One hint is that the early data is more variable. If you look closely you can see this in S’s fig. If you draw the raw data its more obvious; and if you take the standard deviation its 1 oC before 1957 and 0.4 after. Which is because there are a whole pile of extra stations available after 1957 which smooths things out. The table referenced says it also uses HadISST1 for SSTs in the early period, and it says its a land-ocean mean. But that isn’t consistent with the change in variability (there is an other table, http://data.giss.nasa.gov/gistemp/tabledata/ZonAnn.Ts.txt, which only has the stations in. But the differences between that and the former, for 90-64S, is very small).
A good source of temperature data is the BAS READER project. A quick glance shows only Orcadas in the early years in the correct region (and even thats a bit wrong, since Orcadas is only 60 S; maybe GISS is taking 5 degree radius-of-influence to include it S of 64S?).
In fact, I can demonstrate that the early data *is* pure Orcadas by plotting it:
Black: GISS data. Blue: Orcadas station data. Note that GISS are anomalies so I’ve adjusted them vertically to fit (by 3.6 oC, if you care). The early fit is so good its clear that the GISS data *is* pure Orcadas. Which means the table description is odd? Anyway. I’ve also added 4th order polys a-la S. Amusingly, the poly fit is fine, so I would have no complaints if S just used the Orcadas data. But then the fit wouldn’t be so good after 1950; and he wouldn’t be able to call it “Antarctic” temperatures.

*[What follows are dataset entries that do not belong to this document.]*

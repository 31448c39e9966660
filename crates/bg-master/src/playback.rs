//! The audio thread and the controller's handle to it.
//!
//! The thread owns the live [`Engine`]. Commands arrive over a bounded
//! channel and are drained before every block; transport position and the
//! master meter go back through atomics.

use std::sync::atomic::{AtomicBool, AtomicU32, AtomicU64, AtomicUsize, Ordering};
use std::sync::Arc;
use std::thread::JoinHandle;

use bg_audio::{AudioError, AudioOutput};
use bg_engine::graph::Meter;
use bg_engine::{Engine, EngineConfig, Frame, Playhead};
use bg_ir::{format_time, Arrangement, Edit, TrackId, RENDER_QUANTUM};
use crossbeam_channel::{Receiver, Sender, TryRecvError};

use crate::error::MasterError;

const COMMAND_QUEUE: usize = 1024;
const NO_STEP: usize = usize::MAX;

/// Messages from the controller to the audio thread.
#[derive(Debug)]
pub(crate) enum Command {
    Play,
    Stop,
    Edit(Edit),
    Load(Box<Arrangement>),
    Preview(TrackId),
    Shutdown,
}

/// Values the audio thread publishes after every block.
struct Shared {
    alive: AtomicBool,
    playing: AtomicBool,
    step: AtomicUsize,
    elapsed: AtomicU64,
    master_peak: AtomicU32,
    master_rms: AtomicU32,
}

impl Shared {
    fn new() -> Self {
        Self {
            alive: AtomicBool::new(false),
            playing: AtomicBool::new(false),
            step: AtomicUsize::new(NO_STEP),
            elapsed: AtomicU64::new(0),
            master_peak: AtomicU32::new(0),
            master_rms: AtomicU32::new(0),
        }
    }

    fn publish(&self, engine: &Engine) {
        let playhead = engine.playhead();
        self.playing.store(engine.is_playing(), Ordering::Relaxed);
        self.step.store(playhead.step.unwrap_or(NO_STEP), Ordering::Relaxed);
        self.elapsed.store(playhead.elapsed.to_bits(), Ordering::Relaxed);
        let meter = engine.master_meter();
        self.master_peak.store(meter.peak.to_bits(), Ordering::Relaxed);
        self.master_rms.store(meter.rms.to_bits(), Ordering::Relaxed);
    }
}

pub(crate) struct Playback {
    commands: Sender<Command>,
    shared: Arc<Shared>,
    thread: Option<JoinHandle<()>>,
}

impl Playback {
    /// Spawn the audio thread, open the output on it and build the engine
    /// at the output's sample rate. Returns once the output is running or
    /// has failed.
    pub(crate) fn spawn<F, O>(
        open: F,
        config: EngineConfig,
        arrangement: Arrangement,
    ) -> Result<Self, MasterError>
    where
        F: FnOnce() -> Result<O, AudioError> + Send + 'static,
        O: AudioOutput,
    {
        let (commands, rx) = crossbeam_channel::bounded::<Command>(COMMAND_QUEUE);
        let (ready_tx, ready_rx) = crossbeam_channel::bounded::<Result<(), MasterError>>(1);
        let shared = Arc::new(Shared::new());
        let thread_shared = shared.clone();

        let thread = std::thread::Builder::new()
            .name("beatgrid-audio".into())
            .spawn(move || {
                let setup = open().map_err(MasterError::from).and_then(|mut output| {
                    let config = EngineConfig {
                        sample_rate: output.sample_rate(),
                        ..config
                    };
                    let engine = Engine::new(config, arrangement)?;
                    output.start()?;
                    Ok((output, engine))
                });
                match setup {
                    Ok((output, engine)) => {
                        thread_shared.alive.store(true, Ordering::Relaxed);
                        let _ = ready_tx.send(Ok(()));
                        run(output, engine, rx, &thread_shared);
                    }
                    Err(e) => {
                        let _ = ready_tx.send(Err(e));
                    }
                }
            })
            .map_err(|e| AudioError::DeviceInit(e.to_string()))?;

        match ready_rx.recv() {
            Ok(Ok(())) => Ok(Self {
                commands,
                shared,
                thread: Some(thread),
            }),
            Ok(Err(e)) => {
                let _ = thread.join();
                Err(e)
            }
            Err(_) => {
                let _ = thread.join();
                Err(AudioError::ThreadGone.into())
            }
        }
    }

    pub(crate) fn send(&self, command: Command) -> Result<(), AudioError> {
        self.commands.send(command).map_err(|_| AudioError::ThreadGone)
    }

    pub(crate) fn is_alive(&self) -> bool {
        self.shared.alive.load(Ordering::Relaxed)
    }

    pub(crate) fn is_playing(&self) -> bool {
        self.shared.playing.load(Ordering::Relaxed)
    }

    pub(crate) fn playhead(&self) -> Playhead {
        if !self.is_playing() {
            return Playhead::stopped();
        }
        let step = self.shared.step.load(Ordering::Relaxed);
        let elapsed = f64::from_bits(self.shared.elapsed.load(Ordering::Relaxed));
        Playhead {
            step: (step != NO_STEP).then_some(step),
            elapsed,
            display: format_time(elapsed),
        }
    }

    pub(crate) fn master_meter(&self) -> Meter {
        Meter {
            peak: f32::from_bits(self.shared.master_peak.load(Ordering::Relaxed)),
            rms: f32::from_bits(self.shared.master_rms.load(Ordering::Relaxed)),
        }
    }

    /// Stop the thread and wait for it.
    pub(crate) fn shutdown(&mut self) {
        let _ = self.commands.send(Command::Shutdown);
        if let Some(handle) = self.thread.take() {
            let _ = handle.join();
        }
    }
}

impl Drop for Playback {
    fn drop(&mut self) {
        self.shutdown();
    }
}

fn run<O: AudioOutput>(mut output: O, mut engine: Engine, commands: Receiver<Command>, shared: &Shared) {
    log::debug!("audio thread running at {} Hz", engine.sample_rate());
    let mut block = [Frame::silence(); RENDER_QUANTUM];
    'render: loop {
        loop {
            match commands.try_recv() {
                Ok(Command::Shutdown) | Err(TryRecvError::Disconnected) => break 'render,
                Ok(command) => handle(&mut engine, command),
                Err(TryRecvError::Empty) => break,
            }
        }
        engine.render_into(&mut block);
        shared.publish(&engine);
        if let Err(e) = output.write(&block) {
            log::error!("audio output failed: {}", e);
            break;
        }
    }
    if let Err(e) = output.stop() {
        log::warn!("stopping output failed: {}", e);
    }
    shared.playing.store(false, Ordering::Relaxed);
    shared.alive.store(false, Ordering::Relaxed);
    log::debug!("audio thread finished");
}

fn handle(engine: &mut Engine, command: Command) {
    match command {
        Command::Play => engine.play(),
        Command::Stop => engine.stop(),
        Command::Edit(edit) => {
            engine.apply(&edit);
        }
        Command::Load(arrangement) => engine.set_arrangement(*arrangement),
        Command::Preview(id) => {
            if let Err(e) = engine.preview(id) {
                log::warn!("preview of track {:?} failed: {}", id, e);
            }
        }
        Command::Shutdown => {}
    }
}
//! Live playback engine.
//!
//! Owned by the audio thread. Frames are pulled with
//! [`render_frame`](Engine::render_frame); every `tick_interval` of audio
//! clock the transport hands out the steps inside its look-ahead window and
//! the mixer builds their voices ahead of time.

use bg_ir::{Arrangement, Edit, TrackId, RENDER_QUANTUM};

use crate::config::{EngineConfig, MasterConfig};
use crate::error::EngineError;
use crate::frame::Frame;
use crate::graph::Meter;
use crate::mixer::Mixer;
use crate::transport::{Playhead, StepEvent, Transport};
use crate::voices::Scheduled;

/// Steps a single tick can hand out without growing its buffer.
const DUE_CAPACITY: usize = 64;

/// The live engine.
pub struct Engine {
    config: EngineConfig,
    arrangement: Arrangement,
    mixer: Mixer,
    transport: Transport,
    /// Steps handed out by the current tick
    due: Vec<StepEvent>,
    /// Clock time of the next scheduling tick
    next_tick: f64,
    /// Next frame to read from the last rendered quantum
    cursor: usize,
}

impl Engine {
    /// Create a stopped engine for `arrangement`.
    pub fn new(config: EngineConfig, arrangement: Arrangement) -> Result<Self, EngineError> {
        let master = MasterConfig {
            volume: arrangement.master_volume(),
            ..config.master
        };
        let mixer = Mixer::new(config.sample_rate, &master, config.makeup, config.metronome, config.seed)?;
        Ok(Self {
            transport: Transport::new(config.transport),
            config,
            arrangement,
            mixer,
            due: Vec::with_capacity(DUE_CAPACITY),
            next_tick: 0.0,
            cursor: RENDER_QUANTUM,
        })
    }

    pub fn config(&self) -> &EngineConfig {
        &self.config
    }

    pub fn sample_rate(&self) -> u32 {
        self.mixer.context().sample_rate()
    }

    pub fn arrangement(&self) -> &Arrangement {
        &self.arrangement
    }

    pub fn mixer(&self) -> &Mixer {
        &self.mixer
    }

    /// Audio clock, seconds.
    pub fn current_time(&self) -> f64 {
        self.mixer.current_time()
    }

    // === Transport ===

    /// Start the transport. Step 0 sounds a short offset from now.
    pub fn play(&mut self) {
        let now = self.current_time();
        self.transport.start(now, self.arrangement.step_duration());
        self.next_tick = now;
    }

    /// Stop scheduling. Voices already built play out.
    pub fn stop(&mut self) {
        self.transport.stop();
    }

    pub fn is_playing(&self) -> bool {
        self.transport.is_running()
    }

    pub fn playhead(&self) -> Playhead {
        self.transport.playhead(self.current_time(), self.arrangement.step_count())
    }

    /// Run the scheduler against the current clock: return finished
    /// voices' units to the pool, then build the voices (and metronome
    /// clicks) of every step in the look-ahead window. Returns the number
    /// of voices built.
    pub fn tick(&mut self) -> usize {
        self.mixer.drain_releases();
        let now = self.current_time();
        let mut due = std::mem::take(&mut self.due);
        due.clear();
        self.transport.tick(
            now,
            self.arrangement.step_duration(),
            self.arrangement.step_count(),
            |event| due.push(event),
        );
        let mut voices = 0;
        for event in &due {
            // A step handed out late plays now, envelope and all.
            let when = event.time.max(now);
            voices += self.mixer.schedule_step(&self.arrangement, event.step, when);
            if self.arrangement.metronome {
                if let Err(e) = self.mixer.click(when, event.step == 0) {
                    log::warn!("metronome click at {:.3}s skipped: {}", when, e);
                }
            }
        }
        self.due = due;
        voices
    }

    // === Editing ===

    /// Apply `edit` to the arrangement and update the graph to match.
    /// Returns false when the edit named something that does not exist.
    pub fn apply(&mut self, edit: &Edit) -> bool {
        if !edit.apply(&mut self.arrangement) {
            log::debug!("ignored edit {:?}", edit);
            return false;
        }
        match edit {
            Edit::RemoveTrack(id) => {
                self.mixer.remove_bus(*id);
            }
            Edit::SetMasterVolume(_) => {
                if let Err(e) = self.mixer.set_master_volume(self.arrangement.master_volume()) {
                    log::warn!("master volume change failed: {}", e);
                }
            }
            _ => {
                if let Some(track) = edit.track().and_then(|id| self.arrangement.track(id)) {
                    if let Err(e) = self.mixer.sync_track(track) {
                        log::warn!("track {:?}: bus update failed: {}", track.id, e);
                    }
                }
            }
        }
        true
    }

    /// Replace the whole arrangement, keeping buses of tracks that remain.
    pub fn set_arrangement(&mut self, arrangement: Arrangement) {
        self.arrangement = arrangement;
        self.mixer.retain_buses(&self.arrangement);
        for track in &self.arrangement.tracks {
            if let Err(e) = self.mixer.sync_track(track) {
                log::warn!("track {:?}: bus update failed: {}", track.id, e);
            }
        }
        if let Err(e) = self.mixer.set_master_volume(self.arrangement.master_volume()) {
            log::warn!("master volume change failed: {}", e);
        }
    }

    /// Play a track's voice now, outside the grid. Mute and solo are
    /// ignored.
    pub fn preview(&mut self, id: TrackId) -> Result<Scheduled, EngineError> {
        let track = self.arrangement.track(id).ok_or(EngineError::UnknownTrack)?;
        let now = self.mixer.current_time();
        self.mixer.trigger(track, now, None)
    }

    // === Output ===

    /// Render one quantum, ticking the scheduler first when a tick is due.
    fn render_quantum(&mut self) {
        let now = self.current_time();
        if now >= self.next_tick {
            self.tick();
            self.next_tick = now + self.config.transport.tick_interval;
        }
        self.mixer.render_quantum();
        self.cursor = 0;
    }

    /// Generate one frame of audio.
    pub fn render_frame(&mut self) -> Frame {
        if self.cursor >= RENDER_QUANTUM {
            self.render_quantum();
        }
        let out = self.mixer.output();
        let frame = Frame {
            left: out.sample(0, self.cursor),
            right: out.sample(1, self.cursor),
        };
        self.cursor += 1;
        frame
    }

    /// Fill `out` with consecutive frames.
    pub fn render_into(&mut self, out: &mut [Frame]) {
        for frame in out {
            *frame = self.render_frame();
        }
    }

    /// Render `count` frames into a new vector.
    pub fn render_frames(&mut self, count: usize) -> Vec<Frame> {
        let mut frames = vec![Frame::silence(); count];
        self.render_into(&mut frames);
        frames
    }

    pub fn track_meter(&self, id: TrackId) -> Option<Meter> {
        self.mixer.track_meter(id)
    }

    pub fn master_meter(&self) -> Meter {
        self.mixer.master_meter()
    }
}

#[cfg(test)]
mod tests {
    use super::*;
    use bg_ir::{EffectKind, GeneratorKind};

    fn engine_with(kind: GeneratorKind, steps: &[usize]) -> (Engine, TrackId) {
        let mut arr = Arrangement::new();
        let id = arr.add_track(kind, None);
        for &s in steps {
            arr.toggle_step(id, s);
        }
        (Engine::new(EngineConfig::default(), arr).unwrap(), id)
    }

    fn peak(frames: &[Frame]) -> f32 {
        frames.iter().map(|f| f.left.abs().max(f.right.abs())).fold(0.0, f32::max)
    }

    #[test]
    fn stopped_engine_is_silent() {
        let (mut engine, _) = engine_with(GeneratorKind::Kick, &[0]);
        let frames = engine.render_frames(4800);
        assert_eq!(peak(&frames), 0.0);
        assert_eq!(engine.playhead(), Playhead::stopped());
    }

    #[test]
    fn playing_renders_the_grid() {
        let (mut engine, id) = engine_with(GeneratorKind::Kick, &[0]);
        engine.play();
        let frames = engine.render_frames(24000);
        assert!(peak(&frames) > 0.01);
        assert!(engine.track_meter(id).is_some());
        assert!(engine.playhead().step.is_some());
    }

    #[test]
    fn stop_lets_voices_ring_out() {
        let (mut engine, _) = engine_with(GeneratorKind::NoisePad, &[0]);
        engine.play();
        engine.render_frames(4800 + 2400);
        engine.stop();
        let tail = engine.render_frames(2400);
        assert!(peak(&tail) > 0.0);
        assert!(!engine.is_playing());
    }

    #[test]
    fn preview_sounds_without_transport() {
        let (mut engine, id) = engine_with(GeneratorKind::Snare, &[]);
        let scheduled = engine.preview(id).unwrap();
        assert_eq!(scheduled.onsets.len(), 1);
        let frames = engine.render_frames(4800);
        assert!(peak(&frames) > 0.01);
        assert_eq!(engine.preview(TrackId(42)), Err(EngineError::UnknownTrack));
    }

    #[test]
    fn edits_reach_the_bus() {
        let (mut engine, id) = engine_with(GeneratorKind::Tone, &[0]);
        engine.preview(id).unwrap();
        assert!(engine.apply(&Edit::AddEffect(id, EffectKind::Reverb.default_effect())));
        assert!(engine.apply(&Edit::SetVolume(id, 0.5)));
        assert!(!engine.apply(&Edit::SetMute(TrackId(9), true)));
        assert!(engine.apply(&Edit::RemoveTrack(id)));
        assert!(!engine.mixer().has_bus(id));
    }

    #[test]
    fn metronome_clicks_without_tracks() {
        let mut engine = Engine::new(EngineConfig::default(), Arrangement::new()).unwrap();
        engine.apply(&Edit::SetMetronome(true));
        engine.play();
        let frames = engine.render_frames(9600);
        assert!(peak(&frames) > 0.001);
    }
}
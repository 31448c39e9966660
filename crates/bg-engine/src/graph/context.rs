//! The unit graph and its render loop.

use std::sync::Arc;

use bg_ir::{AudioBuffer, Waveform, RENDER_QUANTUM};
use slotmap::SlotMap;

use super::dsp::{Block, FilterType, Oversample};
use super::param::{AudioParam, ParamId};
use super::unit::{Processor, Quantum, Target, Unit, UnitKey, UnitKind, MAX_PARAMS};
use crate::error::EngineError;

/// Level readout of an analyser unit over the last quantum.
#[derive(Clone, Copy, Debug, Default, PartialEq)]
pub struct Meter {
    pub peak: f32,
    pub rms: f32,
}

/// A graph of processing units rendered in fixed quanta against a frame
/// clock.
///
/// The same type serves realtime playback (one quantum at a time, pulled by
/// the device) and offline export ([`render`](Self::render)).
pub struct AudioContext {
    sample_rate: u32,
    /// Frames rendered so far; the clock.
    frame: u64,
    units: SlotMap<UnitKey, Unit>,
    destination: UnitKey,
    /// Cached topological order (sources first, destination last).
    order: Vec<UnitKey>,
    ready: Vec<UnitKey>,
    order_dirty: bool,
    /// Input mix of the unit being processed.
    mix: AudioBuffer,
    params: [Block; MAX_PARAMS],
    finished: Vec<UnitKey>,
}
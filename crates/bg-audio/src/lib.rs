//! Audio output backends for the beatgrid step sequencer.

mod cpal_backend;
mod memory;
mod traits;

pub use cpal_backend::CpalOutput;
pub use memory::{Captured, MemoryOutput};
pub use traits::{AudioError, AudioOutput};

So: just to be clear: the early part of S’s data comes from Orcadas, an Island station at 60 S. it is *not* an average of 90-64S as he says: its data from a single station. Any competent Antarctic-type reviewer would have caught this glaring error. This is a teensy bit of a problem for him, as his “Antarctic theory” is most pronounced S of 75S; arguably, 60 S should actually be in rest-of-world as far as he is concerned. I’ve no doubt though that his theory will prove sufficiently pliable to account for this ๐
[Update: the data sparsity is a bit more obvious via a map: e.g. for 1910 (thanks G) -W]
[A read writes: Could you please be more clear? Write what is on the axes in different colors, what it is used by Svensmark for, and why you think that it’s wrong as opposed to some vague cliches that the data are not enough. I thought I had been. OK, my pic (the lower one) shows in black the raw data used in the lower line in S’s plot. They are the same, except I haven’t put a 12y filter through the data. Overplotted in blue is the raw Orcadas station data. From 1905 to 1950 the data overly so exactly that its hard to see the blue line unless you look closely, except for a few excursions (1945 is the most obvious) that are presumably caused by more data becomming transiently available for that year. This demonstrates that the data S is using from GISS really is the Orcadas data. Therefore it isn’t a mean for 90-64S or anything like it (that is obvious from the data from 1960 on, which disagrees. If anything there is an antiphase relation, especially from 1980 on. I hope thats clear now -W]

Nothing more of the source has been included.